Several lines of evidence have demonstrated that the endogenous cannabinoid system (ECS) plays a pivotal role during epileptogenesis in several animal models.

A recent study has shown that a cannabinoid type 1 (CB1) receptor antagonist could suppress long-term neuron hyperexcitability after brain injury, but the underlying mechanisms remain largely unknown.
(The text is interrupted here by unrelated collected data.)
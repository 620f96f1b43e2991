use species::catalog::{self, table, SectionOptions, SectionSource};
use species::CatalogError;
use std::fs;
use std::path::Path;
use tempfile::tempdir;

const BASE: &str = "https://raw.githubusercontent.com/MarkGotham/species/refs/heads/main/scores/1x1/";

const LISTING: &str = "\
1\tFig. 5; Species: 1; Modal final: D; Cantus firmus: lower
12\tFig. 6; Species: 1; Modal final: D; Cantus firmus: upper
23\tFig. 82 (corrected); Species: 5; Modal final: E; Cantus firmus: lower
";

fn write_listing(dir: &Path) -> std::path::PathBuf {
    let path = dir.join(catalog::ANNOTATIONS_FILE);
    fs::write(&path, LISTING).unwrap();
    path
}

#[test]
fn annotations_to_data_and_search_page() {
    let temp = tempdir().unwrap();
    let dir = temp.path();
    let listing = write_listing(dir);

    let source = SectionSource::Annotations {
        listing,
        last_measure: 34,
    };
    let output = catalog::process_section(&source, dir, &SectionOptions::new(BASE)).unwrap();

    assert_eq!(output.rows, 3);
    assert_eq!(output.written, vec![dir.join("data.tsv"), dir.join("search.html")]);

    let rows = table::read_tsv(&dir.join("data.tsv")).unwrap();
    let ranges: Vec<(u32, u32, u32)> = rows
        .iter()
        .map(|r| (r.entry.measure_start, r.measure_end, r.measure_count))
        .collect();
    assert_eq!(ranges, vec![(1, 11, 11), (12, 22, 11), (23, 34, 12)]);

    let html = fs::read_to_string(dir.join("search.html")).unwrap();
    assert!(html.contains(&format!(r#"<a href="{BASE}82.krn">.krn</a>"#)));
    assert!(html.contains(&format!(r#"<a href="https://verovio.humdrum.org/?file={BASE}5.krn">click here</a>"#)));
    assert!(html.contains("<td>82 (corrected)</td>"));
}

#[test]
fn data_file_can_be_rerendered() {
    let temp = tempdir().unwrap();
    let dir = temp.path();
    let listing = write_listing(dir);
    let first = SectionSource::Annotations {
        listing,
        last_measure: 30,
    };
    catalog::process_section(&first, dir, &SectionOptions::new(BASE)).unwrap();
    let original = fs::read_to_string(dir.join("data.tsv")).unwrap();
    fs::remove_file(dir.join("search.html")).unwrap();

    let options = SectionOptions {
        write_data: false,
        ..SectionOptions::new(BASE)
    };
    let output = catalog::process_section(&SectionSource::Data(dir.join("data.tsv")), dir, &options).unwrap();

    assert_eq!(output.written, vec![dir.join("search.html")]);
    assert_eq!(fs::read_to_string(dir.join("data.tsv")).unwrap(), original);
}

#[test]
fn segment_index_names_each_figure_score() {
    let temp = tempdir().unwrap();
    let dir = temp.path();
    let listing = write_listing(dir);

    let source = SectionSource::Annotations {
        listing,
        last_measure: 34,
    };
    let options = SectionOptions {
        html_table: false,
        segment_ext: Some("mxl".to_string()),
        ..SectionOptions::new(BASE)
    };
    let output = catalog::process_section(&source, dir, &options).unwrap();

    assert_eq!(output.written, vec![dir.join("data.tsv"), dir.join("segments.tsv")]);
    assert_eq!(
        fs::read_to_string(dir.join("segments.tsv")).unwrap(),
        "File\tMeasure start\tMeasure end\n005.mxl\t1\t11\n006.mxl\t12\t22\n082.mxl\t23\t34\n"
    );
}

#[test]
fn malformed_annotation_names_the_measure() {
    let temp = tempdir().unwrap();
    let listing = temp.path().join("bad.tsv");
    fs::write(&listing, "1\tFig. 5; Species: 1; Modal final: D; Cantus firmus: lower\n9\tFig. 6; Species: 1\n").unwrap();

    let source = SectionSource::Annotations {
        listing,
        last_measure: 20,
    };
    let err = catalog::process_section(&source, temp.path(), &SectionOptions::new(BASE)).unwrap_err();

    assert!(matches!(err, CatalogError::ComponentCount { measure: 9, .. }));
    assert!(err.to_string().contains("Raw content: Fig. 6; Species: 1"));
    assert!(!temp.path().join("data.tsv").exists());
}

#[test]
fn section_source_prefers_annotations_only_with_a_last_measure() {
    let temp = tempdir().unwrap();
    let dir = temp.path();
    write_listing(dir);

    assert!(catalog::section_source(dir, None).is_none());
    assert!(matches!(
        catalog::section_source(dir, Some(40)),
        Some(SectionSource::Annotations { last_measure: 40, .. })
    ));

    fs::write(dir.join("data.tsv"), table::COLUMNS.join("\t")).unwrap();
    assert!(matches!(catalog::section_source(dir, None), Some(SectionSource::Data(_))));
}

#[test]
fn process_all_skips_missing_and_broken_sections() {
    let temp = tempdir().unwrap();
    let root = temp.path();

    let one = root.join("I");
    fs::create_dir(&one).unwrap();
    let rows = catalog::build_rows(catalog::parse_listing(LISTING).unwrap(), 30).unwrap();
    table::write_tsv(&rows, &one).unwrap();

    let two = root.join("II");
    fs::create_dir(&two).unwrap();
    fs::write(two.join("data.tsv"), "not\ta\tcatalog\n").unwrap();

    let done = catalog::process_all(root, &SectionOptions::new(BASE));

    assert_eq!(done, 1);
    assert!(one.join("search.html").exists());
    assert!(!two.join("search.html").exists());
}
In this study, we first analyzed the dynamic expression of different components of the ECS at various time points after brain injury in rats. Then, we conducted a 12-month-long session of behavioral monitoring after the brain injury, and based on the results, the rats were divided into a PTE group and a non-PTE group. Finally, the changes in the ECS between the two groups were compared.

We found that the ECS exhibited a biphasic alteration after brain injury; the expression of the CB1 receptor and 2-arachidonoylglycerol (2-AG) in the PTE group was significantly higher than that of the non-PTE group 12 months after traumatic brain injury.

Our preliminary results indicated that the ECS might be involved in post-traumatic epileptogenesis.”

https://www.ncbi.nlm.nih.gov/pubmed/27810514

WIN 55,212-2 Inhibits the Epithelial Mesenchymal Transition of Gastric Cancer Cells via COX-2 Signals.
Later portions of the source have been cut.